Pour célébrer la plus particulière des rentrées théâtrales depuis bien des années, Christophe Honoré propose à la Comédie-Française une adaptation du troisième volet d’À la recherche du temps perdu de Marcel Proust, Le Côté de Guermantes. Une ode aux acteurs, et un vrai plaisir de spectacle.

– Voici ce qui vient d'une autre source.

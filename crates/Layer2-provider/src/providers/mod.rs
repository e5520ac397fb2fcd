//! Provider implementations

pub mod openai;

En adaptant sur la scène du Théâtre Marigny le plus mondain des épisodes de la Recherche, Christophe Honoré offre à la troupe du Français le plus joyeux des retours sur scène, après des mois de reports et de spectacles annulés. On pointe souvent la difficulté d’adapter Proust, dont l’œuvre est en tous points intrinsèquement littéraire. Il y a eu d’éminents contre-exemples : Le Temps retrouvé de Raul Ruiz (1999) au cinéma ou Les Français, adaptation libre de toute la Recherche du temps perdu par Krzysztof Warlikowski au théâtre. En proposant une lecture aussi spectaculaire que fidèle de l’œuvre originale, Christophe Honoré rejoint cette courte liste des adaptations réussies de Marcel Proust. Aller voir Le Côté de Germantes, c’est faire un tour, accompagné par Marcel dans les salons fin de siècle, où en apparence rien n’est sérieux, rien n’est grave, ni l’Affaire Dreyfus (qui est, on l’avait oublié, très présente dans toutes ces discussions) ni les derniers jours du flamboyant Charles Swann à la fin de l’épisode. Ce que comprend Christophe Honoré, et qui donne à son adaptation sa dimension spectaculaire, c’est que l’un des génies de la Recherche réside dans ses personnages. En cela, l’adapter à la Comédie- Française, théâtre de troupe par excellence, est une idée brillante. Le casting est parfait : tout en étant une lecture personnelle des personnages, chacun correspond au rôle comme s’il avait été fait pour eux : Laurent Lafitte est évidemment un duc de Guermantes aussi détestable que drôle et sympathique ; Elsa Lepoivre, une duchesse d’abord intrigante, puis ennuyeuse et finalement assez touchante et triste, comme elle l’est aux yeux de Marcel. Marcel étant lui-même un personnage omniprésent du spectacle, mais souvent silencieux, observateur pas invisible, mais peu impliqué, que campe admirablement Stéphane Varupenne. Même le marquis Robert de Saint-Loup, dont la version de Sébastien Pouderoux a moins de superbe que dans le roman de Proust, correspond finalement parfaitement à cet univers de héros magnifiques et décevants. Mentionnons également Dominique Blanc, comme toujours formidable, grimée en vieille marquise de Villeparisis, qui n’a plus rien à apprendre de la vie et de ses salons ; et, bien sûr, Charles Swann, dont l’apparition fugace sous les traits de Loïc Corbery, maigre, faible, mais toujours élégant et raffiné, est l’un des moments les plus émouvants de la pièce.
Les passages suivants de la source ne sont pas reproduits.